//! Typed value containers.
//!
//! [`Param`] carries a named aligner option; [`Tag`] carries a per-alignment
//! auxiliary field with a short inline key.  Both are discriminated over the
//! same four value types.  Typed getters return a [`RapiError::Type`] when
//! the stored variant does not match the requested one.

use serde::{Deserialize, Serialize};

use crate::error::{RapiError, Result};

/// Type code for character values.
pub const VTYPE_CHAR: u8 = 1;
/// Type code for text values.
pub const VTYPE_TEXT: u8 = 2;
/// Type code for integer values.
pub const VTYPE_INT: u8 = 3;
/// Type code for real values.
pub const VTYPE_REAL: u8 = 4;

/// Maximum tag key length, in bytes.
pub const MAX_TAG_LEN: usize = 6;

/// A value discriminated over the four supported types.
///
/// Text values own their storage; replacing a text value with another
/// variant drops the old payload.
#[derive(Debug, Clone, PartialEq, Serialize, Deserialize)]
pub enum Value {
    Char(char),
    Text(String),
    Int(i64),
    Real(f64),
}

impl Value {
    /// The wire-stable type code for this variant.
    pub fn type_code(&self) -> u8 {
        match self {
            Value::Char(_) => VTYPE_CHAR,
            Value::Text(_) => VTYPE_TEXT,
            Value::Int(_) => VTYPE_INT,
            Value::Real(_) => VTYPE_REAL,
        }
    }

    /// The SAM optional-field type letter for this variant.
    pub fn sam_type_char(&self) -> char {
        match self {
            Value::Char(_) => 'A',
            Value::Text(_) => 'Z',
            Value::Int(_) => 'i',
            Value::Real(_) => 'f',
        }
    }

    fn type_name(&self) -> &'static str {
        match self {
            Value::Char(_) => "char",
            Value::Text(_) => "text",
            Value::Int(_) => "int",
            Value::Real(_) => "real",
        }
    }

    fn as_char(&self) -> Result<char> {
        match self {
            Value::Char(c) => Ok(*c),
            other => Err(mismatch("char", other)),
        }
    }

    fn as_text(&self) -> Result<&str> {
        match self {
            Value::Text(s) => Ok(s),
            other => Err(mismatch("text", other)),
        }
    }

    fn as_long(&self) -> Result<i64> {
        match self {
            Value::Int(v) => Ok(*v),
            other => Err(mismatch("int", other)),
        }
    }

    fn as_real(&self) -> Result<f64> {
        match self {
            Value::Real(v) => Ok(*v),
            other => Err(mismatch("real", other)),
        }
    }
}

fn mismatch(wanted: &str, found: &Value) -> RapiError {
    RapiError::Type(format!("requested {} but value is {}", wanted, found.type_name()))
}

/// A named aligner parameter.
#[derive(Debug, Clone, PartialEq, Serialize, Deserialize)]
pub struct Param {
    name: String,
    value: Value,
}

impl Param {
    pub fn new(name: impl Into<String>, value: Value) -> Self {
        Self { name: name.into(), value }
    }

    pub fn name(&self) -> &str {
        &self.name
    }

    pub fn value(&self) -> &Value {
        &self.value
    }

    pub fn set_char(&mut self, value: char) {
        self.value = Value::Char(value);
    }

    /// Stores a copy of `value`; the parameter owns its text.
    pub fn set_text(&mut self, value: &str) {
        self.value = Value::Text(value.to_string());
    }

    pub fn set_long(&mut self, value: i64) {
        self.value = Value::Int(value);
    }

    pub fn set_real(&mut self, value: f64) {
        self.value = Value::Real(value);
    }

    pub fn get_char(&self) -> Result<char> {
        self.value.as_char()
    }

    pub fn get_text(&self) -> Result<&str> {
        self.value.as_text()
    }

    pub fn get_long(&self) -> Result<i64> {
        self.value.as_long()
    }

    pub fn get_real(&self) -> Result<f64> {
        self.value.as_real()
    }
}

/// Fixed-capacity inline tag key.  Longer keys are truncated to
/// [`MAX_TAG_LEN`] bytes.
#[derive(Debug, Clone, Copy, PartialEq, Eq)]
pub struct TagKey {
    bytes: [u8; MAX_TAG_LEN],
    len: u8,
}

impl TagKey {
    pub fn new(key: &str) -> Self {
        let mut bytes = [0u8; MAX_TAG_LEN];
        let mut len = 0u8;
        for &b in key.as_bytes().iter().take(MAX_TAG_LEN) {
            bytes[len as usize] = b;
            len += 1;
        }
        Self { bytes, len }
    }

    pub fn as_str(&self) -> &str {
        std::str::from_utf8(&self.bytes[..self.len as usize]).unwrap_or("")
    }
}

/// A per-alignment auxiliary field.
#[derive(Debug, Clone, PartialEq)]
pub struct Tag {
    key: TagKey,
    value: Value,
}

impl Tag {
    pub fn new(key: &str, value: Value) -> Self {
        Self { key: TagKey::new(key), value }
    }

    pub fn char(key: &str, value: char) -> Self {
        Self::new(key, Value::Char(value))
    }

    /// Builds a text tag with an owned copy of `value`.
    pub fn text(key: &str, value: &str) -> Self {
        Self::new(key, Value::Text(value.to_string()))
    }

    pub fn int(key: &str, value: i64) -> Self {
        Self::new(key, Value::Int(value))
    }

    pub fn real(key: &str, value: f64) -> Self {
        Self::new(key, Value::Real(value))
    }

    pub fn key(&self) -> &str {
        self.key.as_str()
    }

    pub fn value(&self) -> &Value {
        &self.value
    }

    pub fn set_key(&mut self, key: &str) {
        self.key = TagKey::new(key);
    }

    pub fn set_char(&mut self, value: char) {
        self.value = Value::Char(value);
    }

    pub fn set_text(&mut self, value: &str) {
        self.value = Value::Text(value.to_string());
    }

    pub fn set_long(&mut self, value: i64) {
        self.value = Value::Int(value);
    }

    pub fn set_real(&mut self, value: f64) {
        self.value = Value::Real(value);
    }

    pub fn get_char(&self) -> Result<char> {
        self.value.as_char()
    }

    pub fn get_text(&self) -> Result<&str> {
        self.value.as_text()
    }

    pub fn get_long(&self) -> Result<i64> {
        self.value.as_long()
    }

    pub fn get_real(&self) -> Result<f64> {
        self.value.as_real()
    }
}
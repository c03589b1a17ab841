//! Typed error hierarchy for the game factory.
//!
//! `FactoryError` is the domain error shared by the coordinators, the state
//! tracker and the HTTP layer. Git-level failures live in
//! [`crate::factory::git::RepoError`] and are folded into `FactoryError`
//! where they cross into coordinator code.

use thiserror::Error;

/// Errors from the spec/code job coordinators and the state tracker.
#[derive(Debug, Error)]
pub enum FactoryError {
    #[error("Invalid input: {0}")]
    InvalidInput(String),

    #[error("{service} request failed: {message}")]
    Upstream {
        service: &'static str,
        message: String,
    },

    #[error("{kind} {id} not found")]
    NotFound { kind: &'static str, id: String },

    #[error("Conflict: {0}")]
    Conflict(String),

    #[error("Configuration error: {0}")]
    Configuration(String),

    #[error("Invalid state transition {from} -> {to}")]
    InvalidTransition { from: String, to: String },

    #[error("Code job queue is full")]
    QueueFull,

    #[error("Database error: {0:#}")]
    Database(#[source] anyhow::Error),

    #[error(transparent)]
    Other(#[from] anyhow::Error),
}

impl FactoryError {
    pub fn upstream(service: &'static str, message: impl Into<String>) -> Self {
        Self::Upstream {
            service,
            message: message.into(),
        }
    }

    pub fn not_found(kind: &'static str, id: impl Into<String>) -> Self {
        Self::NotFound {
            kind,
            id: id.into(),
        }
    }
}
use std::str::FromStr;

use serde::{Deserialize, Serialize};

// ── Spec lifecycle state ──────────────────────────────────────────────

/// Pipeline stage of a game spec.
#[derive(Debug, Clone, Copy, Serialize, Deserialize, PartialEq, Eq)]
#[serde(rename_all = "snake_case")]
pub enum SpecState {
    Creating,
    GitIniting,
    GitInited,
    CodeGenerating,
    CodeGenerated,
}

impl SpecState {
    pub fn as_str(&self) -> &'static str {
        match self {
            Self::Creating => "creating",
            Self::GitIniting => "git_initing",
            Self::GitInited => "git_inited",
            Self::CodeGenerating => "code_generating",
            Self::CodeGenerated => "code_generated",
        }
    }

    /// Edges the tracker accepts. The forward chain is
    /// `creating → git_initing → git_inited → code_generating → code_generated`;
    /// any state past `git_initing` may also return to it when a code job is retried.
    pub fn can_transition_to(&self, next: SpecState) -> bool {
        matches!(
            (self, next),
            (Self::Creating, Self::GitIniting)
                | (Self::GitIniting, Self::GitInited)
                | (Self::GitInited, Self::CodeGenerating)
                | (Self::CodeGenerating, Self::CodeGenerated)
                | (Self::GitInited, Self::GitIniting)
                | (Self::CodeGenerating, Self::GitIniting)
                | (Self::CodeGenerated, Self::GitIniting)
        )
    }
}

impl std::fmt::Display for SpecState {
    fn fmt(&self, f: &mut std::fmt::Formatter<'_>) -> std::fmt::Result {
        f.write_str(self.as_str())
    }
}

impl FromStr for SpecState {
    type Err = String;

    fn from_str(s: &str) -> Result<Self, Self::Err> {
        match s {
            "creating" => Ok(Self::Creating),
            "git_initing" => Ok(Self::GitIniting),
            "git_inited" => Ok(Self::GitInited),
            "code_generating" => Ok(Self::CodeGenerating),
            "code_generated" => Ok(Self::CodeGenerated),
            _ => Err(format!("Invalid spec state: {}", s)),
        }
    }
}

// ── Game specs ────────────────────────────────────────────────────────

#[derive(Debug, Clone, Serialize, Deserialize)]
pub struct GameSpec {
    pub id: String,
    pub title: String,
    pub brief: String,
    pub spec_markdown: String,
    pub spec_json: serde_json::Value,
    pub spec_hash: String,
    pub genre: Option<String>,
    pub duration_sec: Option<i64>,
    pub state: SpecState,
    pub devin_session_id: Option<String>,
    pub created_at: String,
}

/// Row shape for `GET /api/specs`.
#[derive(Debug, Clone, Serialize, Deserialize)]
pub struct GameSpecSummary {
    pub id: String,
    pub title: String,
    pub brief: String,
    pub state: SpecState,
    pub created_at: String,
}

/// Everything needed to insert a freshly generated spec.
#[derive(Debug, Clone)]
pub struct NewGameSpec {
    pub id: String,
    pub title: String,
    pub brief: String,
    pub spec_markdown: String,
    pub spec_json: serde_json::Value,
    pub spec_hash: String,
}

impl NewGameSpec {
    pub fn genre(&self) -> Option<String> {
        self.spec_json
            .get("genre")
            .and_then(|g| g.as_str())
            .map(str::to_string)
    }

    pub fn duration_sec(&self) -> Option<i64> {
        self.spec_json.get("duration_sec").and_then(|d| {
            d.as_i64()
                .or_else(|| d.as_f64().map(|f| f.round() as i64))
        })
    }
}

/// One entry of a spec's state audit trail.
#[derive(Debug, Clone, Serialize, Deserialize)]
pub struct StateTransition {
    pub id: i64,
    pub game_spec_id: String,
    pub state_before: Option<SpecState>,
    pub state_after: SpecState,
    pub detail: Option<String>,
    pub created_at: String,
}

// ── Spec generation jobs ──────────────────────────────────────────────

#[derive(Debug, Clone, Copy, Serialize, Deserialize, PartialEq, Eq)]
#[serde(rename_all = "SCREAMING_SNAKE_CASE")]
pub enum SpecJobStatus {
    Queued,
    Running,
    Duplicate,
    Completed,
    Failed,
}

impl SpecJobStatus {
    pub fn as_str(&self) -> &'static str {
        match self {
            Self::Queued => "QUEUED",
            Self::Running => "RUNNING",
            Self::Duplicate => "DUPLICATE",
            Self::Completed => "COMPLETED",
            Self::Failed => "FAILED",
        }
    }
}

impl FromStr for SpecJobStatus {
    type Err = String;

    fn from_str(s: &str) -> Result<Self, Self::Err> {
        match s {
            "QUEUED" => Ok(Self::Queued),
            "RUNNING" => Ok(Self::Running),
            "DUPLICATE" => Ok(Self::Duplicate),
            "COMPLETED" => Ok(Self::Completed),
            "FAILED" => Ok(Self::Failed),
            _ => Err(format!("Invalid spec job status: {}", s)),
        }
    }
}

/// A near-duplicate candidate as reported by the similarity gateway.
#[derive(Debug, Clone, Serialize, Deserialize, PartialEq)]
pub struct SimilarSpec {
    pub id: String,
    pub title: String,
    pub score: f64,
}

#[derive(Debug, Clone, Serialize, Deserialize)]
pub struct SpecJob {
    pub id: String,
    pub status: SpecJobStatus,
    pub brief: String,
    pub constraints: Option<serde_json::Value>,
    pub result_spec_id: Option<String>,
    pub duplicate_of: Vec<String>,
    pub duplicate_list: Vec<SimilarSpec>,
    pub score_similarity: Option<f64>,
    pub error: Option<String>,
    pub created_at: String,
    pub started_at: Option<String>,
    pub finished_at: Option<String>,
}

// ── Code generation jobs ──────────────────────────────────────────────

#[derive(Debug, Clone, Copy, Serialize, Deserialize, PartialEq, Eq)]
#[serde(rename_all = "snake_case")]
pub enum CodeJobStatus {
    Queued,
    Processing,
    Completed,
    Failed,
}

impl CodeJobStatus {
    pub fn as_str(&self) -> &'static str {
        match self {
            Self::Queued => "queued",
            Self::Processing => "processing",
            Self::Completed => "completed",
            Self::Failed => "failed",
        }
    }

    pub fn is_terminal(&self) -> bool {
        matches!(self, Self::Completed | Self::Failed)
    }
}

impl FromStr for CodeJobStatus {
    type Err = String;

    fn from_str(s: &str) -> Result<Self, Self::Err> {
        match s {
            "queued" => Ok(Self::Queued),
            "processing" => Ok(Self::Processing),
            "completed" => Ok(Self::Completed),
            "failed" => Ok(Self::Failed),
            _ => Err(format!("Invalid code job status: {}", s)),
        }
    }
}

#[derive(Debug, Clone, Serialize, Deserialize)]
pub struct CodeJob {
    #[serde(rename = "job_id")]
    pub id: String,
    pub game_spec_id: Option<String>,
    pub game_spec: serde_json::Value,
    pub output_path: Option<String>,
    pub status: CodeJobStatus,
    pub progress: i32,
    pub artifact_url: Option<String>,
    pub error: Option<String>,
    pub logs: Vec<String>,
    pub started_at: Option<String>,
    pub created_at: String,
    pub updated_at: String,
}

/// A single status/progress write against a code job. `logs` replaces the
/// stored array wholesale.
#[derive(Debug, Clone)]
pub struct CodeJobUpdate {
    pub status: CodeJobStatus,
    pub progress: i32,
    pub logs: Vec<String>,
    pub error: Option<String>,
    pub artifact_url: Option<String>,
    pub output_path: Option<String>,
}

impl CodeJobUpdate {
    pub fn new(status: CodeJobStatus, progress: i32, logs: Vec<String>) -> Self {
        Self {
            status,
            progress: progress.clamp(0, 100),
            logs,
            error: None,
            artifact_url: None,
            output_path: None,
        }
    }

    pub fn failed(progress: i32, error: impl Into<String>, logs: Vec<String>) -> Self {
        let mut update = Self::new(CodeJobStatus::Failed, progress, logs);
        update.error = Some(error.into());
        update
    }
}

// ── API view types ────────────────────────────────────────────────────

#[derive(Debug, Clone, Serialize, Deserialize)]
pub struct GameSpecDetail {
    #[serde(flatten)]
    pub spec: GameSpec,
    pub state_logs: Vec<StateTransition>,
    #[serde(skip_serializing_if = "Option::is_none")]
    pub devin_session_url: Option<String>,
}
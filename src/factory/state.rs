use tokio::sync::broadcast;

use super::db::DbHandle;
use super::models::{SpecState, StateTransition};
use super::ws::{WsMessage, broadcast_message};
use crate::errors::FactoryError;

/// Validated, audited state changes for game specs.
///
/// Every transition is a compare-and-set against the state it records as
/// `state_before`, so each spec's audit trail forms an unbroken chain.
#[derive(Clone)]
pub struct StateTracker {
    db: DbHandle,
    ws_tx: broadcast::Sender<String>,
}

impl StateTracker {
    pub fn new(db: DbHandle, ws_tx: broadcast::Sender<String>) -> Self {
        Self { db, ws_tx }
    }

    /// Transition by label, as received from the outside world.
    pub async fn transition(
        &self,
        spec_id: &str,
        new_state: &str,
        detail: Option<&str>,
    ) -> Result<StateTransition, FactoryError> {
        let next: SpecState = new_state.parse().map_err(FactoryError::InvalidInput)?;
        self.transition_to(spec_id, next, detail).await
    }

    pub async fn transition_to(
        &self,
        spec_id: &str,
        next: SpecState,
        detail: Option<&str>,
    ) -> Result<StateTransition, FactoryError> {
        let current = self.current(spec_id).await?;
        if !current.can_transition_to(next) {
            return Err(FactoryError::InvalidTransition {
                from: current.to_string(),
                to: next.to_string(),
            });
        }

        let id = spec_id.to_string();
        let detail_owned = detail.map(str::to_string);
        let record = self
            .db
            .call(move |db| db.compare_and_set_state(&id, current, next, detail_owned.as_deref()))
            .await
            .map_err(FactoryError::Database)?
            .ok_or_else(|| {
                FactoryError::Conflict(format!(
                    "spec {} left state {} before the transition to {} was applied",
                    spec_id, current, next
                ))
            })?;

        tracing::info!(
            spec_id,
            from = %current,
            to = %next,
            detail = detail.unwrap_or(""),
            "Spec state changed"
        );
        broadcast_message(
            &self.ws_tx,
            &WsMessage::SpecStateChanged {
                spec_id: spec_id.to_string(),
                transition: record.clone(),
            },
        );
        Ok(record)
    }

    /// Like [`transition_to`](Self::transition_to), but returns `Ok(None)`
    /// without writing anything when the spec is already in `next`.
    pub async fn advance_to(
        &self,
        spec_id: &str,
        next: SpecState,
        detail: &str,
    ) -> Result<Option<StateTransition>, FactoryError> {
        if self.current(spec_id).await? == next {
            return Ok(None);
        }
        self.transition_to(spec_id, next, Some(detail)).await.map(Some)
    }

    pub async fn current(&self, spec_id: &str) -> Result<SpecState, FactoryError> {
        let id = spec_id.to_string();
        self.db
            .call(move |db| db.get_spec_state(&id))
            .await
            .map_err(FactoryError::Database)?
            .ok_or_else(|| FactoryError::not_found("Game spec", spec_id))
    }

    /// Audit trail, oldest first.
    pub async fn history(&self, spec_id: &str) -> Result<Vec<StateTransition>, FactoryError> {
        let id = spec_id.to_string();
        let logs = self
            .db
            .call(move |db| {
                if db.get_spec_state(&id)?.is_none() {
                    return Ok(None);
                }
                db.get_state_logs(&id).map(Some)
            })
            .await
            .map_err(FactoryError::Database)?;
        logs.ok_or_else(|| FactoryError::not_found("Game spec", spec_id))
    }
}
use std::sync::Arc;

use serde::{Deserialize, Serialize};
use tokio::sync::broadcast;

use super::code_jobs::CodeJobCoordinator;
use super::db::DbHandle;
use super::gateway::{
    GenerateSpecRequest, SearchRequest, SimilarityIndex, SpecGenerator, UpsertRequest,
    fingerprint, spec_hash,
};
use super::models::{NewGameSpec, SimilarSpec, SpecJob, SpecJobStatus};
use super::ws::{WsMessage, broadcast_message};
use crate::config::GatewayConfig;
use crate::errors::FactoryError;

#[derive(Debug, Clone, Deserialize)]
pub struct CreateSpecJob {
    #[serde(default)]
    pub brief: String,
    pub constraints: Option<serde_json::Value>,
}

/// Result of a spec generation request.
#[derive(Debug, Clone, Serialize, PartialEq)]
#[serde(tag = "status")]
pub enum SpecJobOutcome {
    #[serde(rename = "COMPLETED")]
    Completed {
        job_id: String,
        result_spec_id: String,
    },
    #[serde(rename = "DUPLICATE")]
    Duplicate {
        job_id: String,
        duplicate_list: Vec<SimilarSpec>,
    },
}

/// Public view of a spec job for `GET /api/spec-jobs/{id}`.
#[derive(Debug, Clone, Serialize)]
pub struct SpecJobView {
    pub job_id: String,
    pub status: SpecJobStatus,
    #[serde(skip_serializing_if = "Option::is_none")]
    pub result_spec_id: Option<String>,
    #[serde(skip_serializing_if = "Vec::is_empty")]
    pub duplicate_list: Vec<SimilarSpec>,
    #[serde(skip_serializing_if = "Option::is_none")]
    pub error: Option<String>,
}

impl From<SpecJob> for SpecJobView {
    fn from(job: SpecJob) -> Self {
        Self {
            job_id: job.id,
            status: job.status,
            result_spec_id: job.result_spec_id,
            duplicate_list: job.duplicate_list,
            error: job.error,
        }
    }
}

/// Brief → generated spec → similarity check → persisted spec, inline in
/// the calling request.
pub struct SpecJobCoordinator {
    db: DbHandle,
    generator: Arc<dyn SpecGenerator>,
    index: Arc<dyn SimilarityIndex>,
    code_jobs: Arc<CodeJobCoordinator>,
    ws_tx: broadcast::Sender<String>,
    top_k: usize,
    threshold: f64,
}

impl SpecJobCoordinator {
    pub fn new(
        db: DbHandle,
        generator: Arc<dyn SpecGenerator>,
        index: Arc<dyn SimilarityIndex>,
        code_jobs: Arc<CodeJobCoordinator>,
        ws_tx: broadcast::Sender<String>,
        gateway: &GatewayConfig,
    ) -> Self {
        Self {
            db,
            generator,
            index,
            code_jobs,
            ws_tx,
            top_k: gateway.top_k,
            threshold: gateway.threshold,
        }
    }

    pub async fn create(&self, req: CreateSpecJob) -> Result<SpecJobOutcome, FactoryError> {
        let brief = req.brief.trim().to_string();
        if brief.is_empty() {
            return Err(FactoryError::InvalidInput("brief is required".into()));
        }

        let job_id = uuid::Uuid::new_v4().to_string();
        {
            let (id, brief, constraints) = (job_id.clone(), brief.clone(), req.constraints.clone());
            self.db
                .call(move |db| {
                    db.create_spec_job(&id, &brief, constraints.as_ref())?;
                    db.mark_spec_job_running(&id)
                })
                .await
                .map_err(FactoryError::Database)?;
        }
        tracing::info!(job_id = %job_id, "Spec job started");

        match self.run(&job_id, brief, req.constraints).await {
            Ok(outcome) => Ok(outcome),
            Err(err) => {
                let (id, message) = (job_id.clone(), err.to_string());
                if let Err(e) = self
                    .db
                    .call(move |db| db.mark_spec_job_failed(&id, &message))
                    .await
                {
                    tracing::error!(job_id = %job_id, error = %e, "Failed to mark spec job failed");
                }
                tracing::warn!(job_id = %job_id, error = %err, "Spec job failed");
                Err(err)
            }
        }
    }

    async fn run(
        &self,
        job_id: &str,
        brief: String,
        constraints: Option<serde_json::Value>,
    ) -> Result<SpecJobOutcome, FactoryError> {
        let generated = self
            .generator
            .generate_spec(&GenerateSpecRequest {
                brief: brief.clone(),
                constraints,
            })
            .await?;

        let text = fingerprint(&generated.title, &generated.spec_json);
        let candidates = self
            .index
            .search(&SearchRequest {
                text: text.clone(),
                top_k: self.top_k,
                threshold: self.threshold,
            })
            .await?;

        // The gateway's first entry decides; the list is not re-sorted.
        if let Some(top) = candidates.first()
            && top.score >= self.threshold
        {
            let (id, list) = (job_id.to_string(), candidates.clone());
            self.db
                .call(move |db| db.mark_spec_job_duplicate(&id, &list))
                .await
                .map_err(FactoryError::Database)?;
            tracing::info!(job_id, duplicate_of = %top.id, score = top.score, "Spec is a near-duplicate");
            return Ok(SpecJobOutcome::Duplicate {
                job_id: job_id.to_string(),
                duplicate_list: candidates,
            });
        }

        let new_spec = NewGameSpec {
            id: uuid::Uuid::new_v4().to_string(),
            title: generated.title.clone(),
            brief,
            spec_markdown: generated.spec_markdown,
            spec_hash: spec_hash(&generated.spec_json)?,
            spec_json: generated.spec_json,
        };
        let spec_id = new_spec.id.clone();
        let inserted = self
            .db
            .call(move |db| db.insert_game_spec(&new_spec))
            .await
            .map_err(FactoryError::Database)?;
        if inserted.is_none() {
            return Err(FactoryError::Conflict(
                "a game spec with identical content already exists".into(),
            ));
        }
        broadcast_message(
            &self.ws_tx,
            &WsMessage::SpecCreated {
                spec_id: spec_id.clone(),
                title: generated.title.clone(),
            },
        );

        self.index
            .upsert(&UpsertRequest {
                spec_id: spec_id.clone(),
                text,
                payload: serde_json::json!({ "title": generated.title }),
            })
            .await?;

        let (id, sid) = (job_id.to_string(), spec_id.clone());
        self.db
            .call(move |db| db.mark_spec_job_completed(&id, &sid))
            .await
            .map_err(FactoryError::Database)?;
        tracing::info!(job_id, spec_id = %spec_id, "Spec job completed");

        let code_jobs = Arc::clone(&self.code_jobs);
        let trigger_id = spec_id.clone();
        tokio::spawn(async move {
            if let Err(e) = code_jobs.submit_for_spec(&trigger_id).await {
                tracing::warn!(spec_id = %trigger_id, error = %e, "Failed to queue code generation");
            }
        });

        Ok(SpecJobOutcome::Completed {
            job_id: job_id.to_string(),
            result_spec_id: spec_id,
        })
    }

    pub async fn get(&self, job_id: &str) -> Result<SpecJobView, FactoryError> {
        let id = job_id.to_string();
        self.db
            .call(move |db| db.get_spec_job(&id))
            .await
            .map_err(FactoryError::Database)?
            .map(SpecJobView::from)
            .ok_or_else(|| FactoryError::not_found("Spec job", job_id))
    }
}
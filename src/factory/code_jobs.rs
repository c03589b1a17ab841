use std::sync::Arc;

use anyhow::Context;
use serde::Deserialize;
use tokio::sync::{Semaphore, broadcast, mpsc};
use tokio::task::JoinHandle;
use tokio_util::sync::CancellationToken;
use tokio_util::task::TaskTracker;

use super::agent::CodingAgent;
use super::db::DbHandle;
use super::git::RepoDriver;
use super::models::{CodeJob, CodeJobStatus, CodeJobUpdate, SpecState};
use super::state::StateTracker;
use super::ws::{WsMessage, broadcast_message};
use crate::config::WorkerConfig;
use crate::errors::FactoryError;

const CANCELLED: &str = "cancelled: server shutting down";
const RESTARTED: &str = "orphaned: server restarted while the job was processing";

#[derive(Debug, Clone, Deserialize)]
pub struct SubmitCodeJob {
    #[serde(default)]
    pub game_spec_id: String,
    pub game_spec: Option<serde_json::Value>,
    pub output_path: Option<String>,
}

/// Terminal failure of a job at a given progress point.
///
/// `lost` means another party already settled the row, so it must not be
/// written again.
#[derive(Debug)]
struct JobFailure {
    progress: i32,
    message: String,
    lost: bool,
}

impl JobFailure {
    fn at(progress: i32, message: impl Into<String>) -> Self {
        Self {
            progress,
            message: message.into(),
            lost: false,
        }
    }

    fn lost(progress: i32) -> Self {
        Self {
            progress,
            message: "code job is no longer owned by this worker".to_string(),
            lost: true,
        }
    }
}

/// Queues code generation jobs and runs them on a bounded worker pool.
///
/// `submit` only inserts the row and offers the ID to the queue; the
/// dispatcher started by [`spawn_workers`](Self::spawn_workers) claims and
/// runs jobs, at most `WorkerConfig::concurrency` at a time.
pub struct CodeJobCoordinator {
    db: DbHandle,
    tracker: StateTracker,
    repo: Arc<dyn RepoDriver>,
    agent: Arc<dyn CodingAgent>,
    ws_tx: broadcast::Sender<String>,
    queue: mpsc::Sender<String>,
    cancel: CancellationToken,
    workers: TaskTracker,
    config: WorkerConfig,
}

▸ **What you need to do**: Search the entries for "mismatch" and show every line that has it.

▸ **Written response**:
            other => Err(mismatch("char", other)),
            other => Err(mismatch("text", other)),
            other => Err(mismatch("int", other)),
            other => Err(mismatch("real", other)),
fn mismatch(wanted: &str, found: &Value) -> RapiError {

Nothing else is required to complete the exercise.